Under the Act, a community foundation must be certified by the Department as meeting certain criteria. For instance, it must qualify for exemption from the Federal income tax under Section 401(c)(3) of the Internal Revenue Code, support a broad range of charitable activities within a specific geographic area, and maintain a program to attract new endowment funds. It has been suggested that, to ensure that all community foundations are legitimate organizations and to strengthen their operation, additional qualification requirements should be placed on community foundations.
CONTENT
The bill would amend the Income Tax Act to expand the eligibility criteria that an entity must meet to be certified as a community foundation.
Currently, a community foundation must be incorporated or established as a trust before September 1 of the year preceding the tax year for which the credit is claimed. The bill instead would require incorporation or establishment at least six months before the beginning of the tax year for which the credit was claimed, and would require a community foundation to have an endowment value of at least $100,000 within six months after the foundation was incorporated or established. The bill also would require a community foundation to meet the following to qualify for certification:
-- Have an independent governing body representing the general public's interest and that was not appointed by a single outside entity.
-- Provide evidence to the Department that the community foundation had, within six months after it was incorporated or established, and maintained continually during the tax year for which the credit was claimed, at least one part-time or full-time paid employee.
-- Be subject to an annual independent financial audit, and provide copies of that audit to the Department within three months after its completion.
-- For a community foundation that was incorporated or established after the bill's effective date, operate in a county that was not served by a community foundation when the community foundation was incorporated or established, or operate as a geographic component of an existing certified community foundation.
Currently, one of the criteria for certification requires a community foundation to be publicly supported, as defined by U.S. Department of Treasury regulations.
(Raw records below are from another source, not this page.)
//! # WebSocket Session Transport
//!
//! The `/ws` endpoint. Each accepted connection becomes an actix actor that
//! does exactly two jobs: forward inbound text frames to the client's
//! router task, and write outbound frames handed to it by the rest of the
//! gateway. All session logic lives behind the registry; the actor is a
//! dumb pipe with a heartbeat.
//!
//! ## Admission:
//! The token is resolved *before* the upgrade completes. A missing or
//! invalid token still gets a WebSocket handshake, followed immediately by
//! close code 4001 and the refusal reason, so clients can distinguish
//! auth failures from network failures.

use actix::prelude::*;
use actix_web::{web, HttpRequest, HttpResponse, Result as ActixResult};
use actix_web_actors::ws;
use std::collections::HashMap;
use std::sync::Arc;
use std::time::{Duration, Instant};
use tokio::sync::mpsc;
use tracing::{debug, error, info, warn};
use uuid::Uuid;

use crate::auth::UserContext;
use crate::session::router;
use crate::session::{ChannelClosed, ChannelSink};
use crate::state::AppState;

const HEARTBEAT_INTERVAL: Duration = Duration::from_secs(30);
const CLIENT_TIMEOUT: Duration = Duration::from_secs(60);

/// Application close code for refused admission.
const ADMISSION_REFUSED: u16 = 4001;

/// Outbound text frame for a connected socket.
#[derive(Message)]
#[rtype(result = "()")]
pub struct Outbound(pub String);

/// Registry finished admitting this connection.
#[derive(Message)]
#[rtype(result = "()")]
struct Registered(Uuid);

/// Channel sink over the actor mailbox. Everything the gateway sends to a
/// client funnels through here.
pub struct RecipientSink {
    recipient: Recipient<Outbound>,
}

impl ChannelSink for RecipientSink {
    fn send_text(&self, text: String) -> Result<(), ChannelClosed> {
        self.recipient.try_send(Outbound(text)).map_err(|_| ChannelClosed)
    }
}

/// Outcome of resolving the admission token, decided before the actor starts.
enum Admission {
    Granted(UserContext),
    Rejected(String),
}

pub struct SessionSocket {
    state: web::Data<AppState>,
    admission: Option<Admission>,
    client_id: Option<Uuid>,
    inbound: Option<mpsc::UnboundedSender<String>>,
    last_heartbeat: Instant,
}

impl SessionSocket {
    fn new(state: web::Data<AppState>, admission: Admission) -> Self {
        Self {
            state,
            admission: Some(admission),
            client_id: None,
            inbound: None,
            last_heartbeat: Instant::now(),
        }
    }

    fn start_heartbeat(&self, ctx: &mut ws::WebsocketContext<Self>) {
        ctx.run_interval(HEARTBEAT_INTERVAL, |act, ctx| {
            if Instant::now().duration_since(act.last_heartbeat) > CLIENT_TIMEOUT {
                warn!("WebSocket heartbeat timeout, closing connection");
                ctx.stop();
            } else {
                ctx.ping(b"");
            }
        });
    }
}

impl Actor for SessionSocket {
    type Context = ws::WebsocketContext<Self>;

    fn started(&mut self, ctx: &mut Self::Context) {
        let user = match self.admission.take() {
            Some(Admission::Granted(user)) => user,
            Some(Admission::Rejected(reason)) => {
                info!("Refusing WebSocket connection: {}", reason);
                ctx.close(Some(ws::CloseReason {
                    code: ws::CloseCode::Other(ADMISSION_REFUSED),
                    description: Some(reason),
                }));
                ctx.stop();
                return;
            }
            None => {
                ctx.stop();
                return;
            }
        };

        info!(username = %user.username, "WebSocket connection admitted");
        self.start_heartbeat(ctx);

        let (frame_tx, frame_rx) = mpsc::unbounded_channel::<String>();
        self.inbound = Some(frame_tx);

        // Register with the registry off the actor thread, then drive the
        // router loop until this actor drops its frame sender.
        let addr = ctx.address();
        let sink: Arc<dyn ChannelSink> = Arc::new(RecipientSink {
            recipient: addr.clone().recipient(),
        });
        let registry = self.state.registry.clone();
        let factory = self.state.runner_factory.clone();
        tokio::spawn(async move {
            let runner = factory.create(&user);
            let client_id = registry.register(sink, user, runner).await;
            addr.do_send(Registered(client_id));
            router::receive_loop(registry, client_id, frame_rx).await;
        });
    }

    fn stopped(&mut self, _ctx: &mut Self::Context) {
        // Dropping the frame sender ends the receive loop, which runs the
        // registry cleanup for this client.
        self.inbound.take();
        if let Some(client_id) = self.client_id {
            info!(client_id = %client_id, "WebSocket connection closed");
        }
    }
}

impl StreamHandler<Result<ws::Message, ws::ProtocolError>> for SessionSocket {
    fn handle(&mut self, msg: Result<ws::Message, ws::ProtocolError>, ctx: &mut Self::Context) {
        match msg {
            Ok(ws::Message::Text(text)) => {
                if let Some(tx) = &self.inbound {
                    if tx.send(text.to_string()).is_err() {
                        error!("Router task gone, closing connection");
                        ctx.stop();
                    }
                }
            }
            Ok(ws::Message::Binary(_)) => {
                // The protocol is JSON envelopes only; audio travels base64
                // inside them.
                warn!("Ignoring binary frame");
            }
            Ok(ws::Message::Ping(data)) => {
                self.last_heartbeat = Instant::now();
                ctx.pong(&data);
            }
            Ok(ws::Message::Pong(_)) => {
                self.last_heartbeat = Instant::now();
            }
            Ok(ws::Message::Close(reason)) => {
                debug!("WebSocket closed by client: {:?}", reason);
                ctx.close(reason);
                ctx.stop();
            }
            Ok(ws::Message::Continuation(_)) => {
                warn!("Ignoring continuation frame");
            }
            Ok(ws::Message::Nop) => {}
            Err(err) => {
                error!("WebSocket protocol error: {}", err);
                ctx.stop();
            }
        }
    }
}

impl Handler<Outbound> for SessionSocket {
    type Result = ();

    fn handle(&mut self, msg: Outbound, ctx: &mut Self::Context) {
        ctx.text(msg.0);
    }
}

impl Handler<Registered> for SessionSocket {
    type Result = ();

    fn handle(&mut self, msg: Registered, _ctx: &mut Self::Context) {
        self.client_id = Some(msg.0);
    }
}

fn token_from_query(query_string: &str) -> Option<String> {
    let query = web::Query::<HashMap<String, String>>::from_query(query_string).ok()?;
    query.get("token").filter(|t| !t.is_empty()).cloned()
}

/// WebSocket endpoint handler: resolve the token, then upgrade.
pub async fn session_websocket(
    req: HttpRequest,
    stream: web::Payload,
    app_state: web::Data<AppState>,
) -> ActixResult<HttpResponse> {
    debug!(
        "WebSocket connection request from {:?}",
        req.connection_info().peer_addr()
    );

    let admission = match token_from_query(req.query_string()) {
        None => Admission::Rejected("Missing authentication token".to_string()),
        Some(token) => match app_state.token_validator.resolve_user(&token).await {
            Some(user) => Admission::Granted(user),
            None => Admission::Rejected("Invalid or expired token".to_string()),
        },
    };

    ws::start(SessionSocket::new(app_state, admission), &req, stream)
}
The bill provides that to maintain certification, a community foundation each year would have to submit to the Michigan Department of Treasury documentation that demonstrated compliance with this requirement.
MCL 206.261
ARGUMENTS
(Please note: The arguments contained in this analysis originate from sources outside the Senate Fiscal Agency. The Senate Fiscal Agency neither supports nor opposes legislation.)
Supporting Argument
Community foundations provide assistance to various charitable organizations active within many Michigan communities. Their funds have been used to pursue such varied and desirable efforts such as crime reduction, the provision of affordable housing, educational assistance, and the promotion of economic development activities. Community foundations perform a valuable public service that the State otherwise would be expected to provide. Further, community foundations offer unique opportunities for charitable giving because of their endowment nature. Contributions to a foundation can be thought of as a permanent gift to the community. Usually, funds spent by a foundation within a community come from the interest generated on the foundation's endowment fund. Annual contributions to a fund enlarge it, enabling the interest to grow and make more money available each year.
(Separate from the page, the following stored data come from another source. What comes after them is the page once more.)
//! # Session Layer
//!
//! Per-client session management: the connection registry, the message
//! router, and the channel abstraction that decouples both from the
//! WebSocket transport.

pub mod registry;
pub mod router;

use serde_json::Value;
use std::sync::Arc;
use tokio::sync::mpsc;
use tracing::warn;

use crate::protocol::OutboundMessage;

/// The peer went away; the frame was not delivered.
#[derive(Debug)]
pub struct ChannelClosed;

/// Outbound half of a client channel.
///
/// The registry and router only ever push serialized text frames; the
/// WebSocket actor implements this over its actix mailbox, and tests
/// implement it over a plain channel.
pub trait ChannelSink: Send + Sync {
    fn send_text(&self, text: String) -> Result<(), ChannelClosed>;
}

impl ChannelSink for mpsc::UnboundedSender<String> {
    fn send_text(&self, text: String) -> Result<(), ChannelClosed> {
        self.send(text).map_err(|_| ChannelClosed)
    }
}

/// Serialize and push an outbound envelope, logging delivery failures.
/// A failed send means the client is gone; cleanup handles the rest.
pub fn send_envelope(channel: &Arc<dyn ChannelSink>, message: &OutboundMessage) {
    match serde_json::to_string(message) {
        Ok(text) => {
            if channel.send_text(text).is_err() {
                warn!("Failed to deliver envelope: channel closed");
            }
        }
        Err(err) => warn!("Failed to serialize outbound envelope: {}", err),
    }
}

/// Push a raw JSON value over the channel (correlation and proxy requests,
/// which are built dynamically rather than from the outbound enum).
pub fn send_value(channel: &Arc<dyn ChannelSink>, value: &Value) -> Result<(), ChannelClosed> {
    let text = serde_json::to_string(value).map_err(|_| ChannelClosed)?;
    channel.send_text(text)
}

#[cfg(test)]
mod tests {
    use super::*;

    #[test]
    fn test_unbounded_sender_sink_delivers() {
        let (tx, mut rx) = mpsc::unbounded_channel::<String>();
        let channel: Arc<dyn ChannelSink> = Arc::new(tx);

        send_envelope(&channel, &OutboundMessage::Initialized);
        let frame = rx.try_recv().unwrap();
        assert!(frame.contains("\"initialized\""));
    }

    #[test]
    fn test_send_value_reports_closed_channel() {
        let (tx, rx) = mpsc::unbounded_channel::<String>();
        drop(rx);
        let channel: Arc<dyn ChannelSink> = Arc::new(tx);
        assert!(send_value(&channel, &serde_json::json!({"type": "ping"})).is_err());
    }
}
By increasing the qualification requirements in the Act, the bill would help to ensure that all community foundations were valid and legitimate organizations, and were operated efficiently and properly. The additional criteria would reinforce the role of community foundations as permanent tools to help their communities grow, promote basic financial standards and accountability, and encourage communities to work together. Thus, the bill would further ensure that tax-exempt gifts to community foundations were going to benefit the communities in which the donations were made.
- Legislative Analyst: N. Nagata
FISCAL IMPACT
Based on preliminary information, the changes proposed in this bill would not disqualify any of the community foundations currently certified for the community foundation credit. Therefore, this bill would have no fiscal implications on State or local governments.
- Fiscal Analyst: J. WortleyA9900\s796a
This analysis was prepared by nonpartisan Senate staff for use by the Senate in its deliberations and does not constitute an official statement of legislative intent.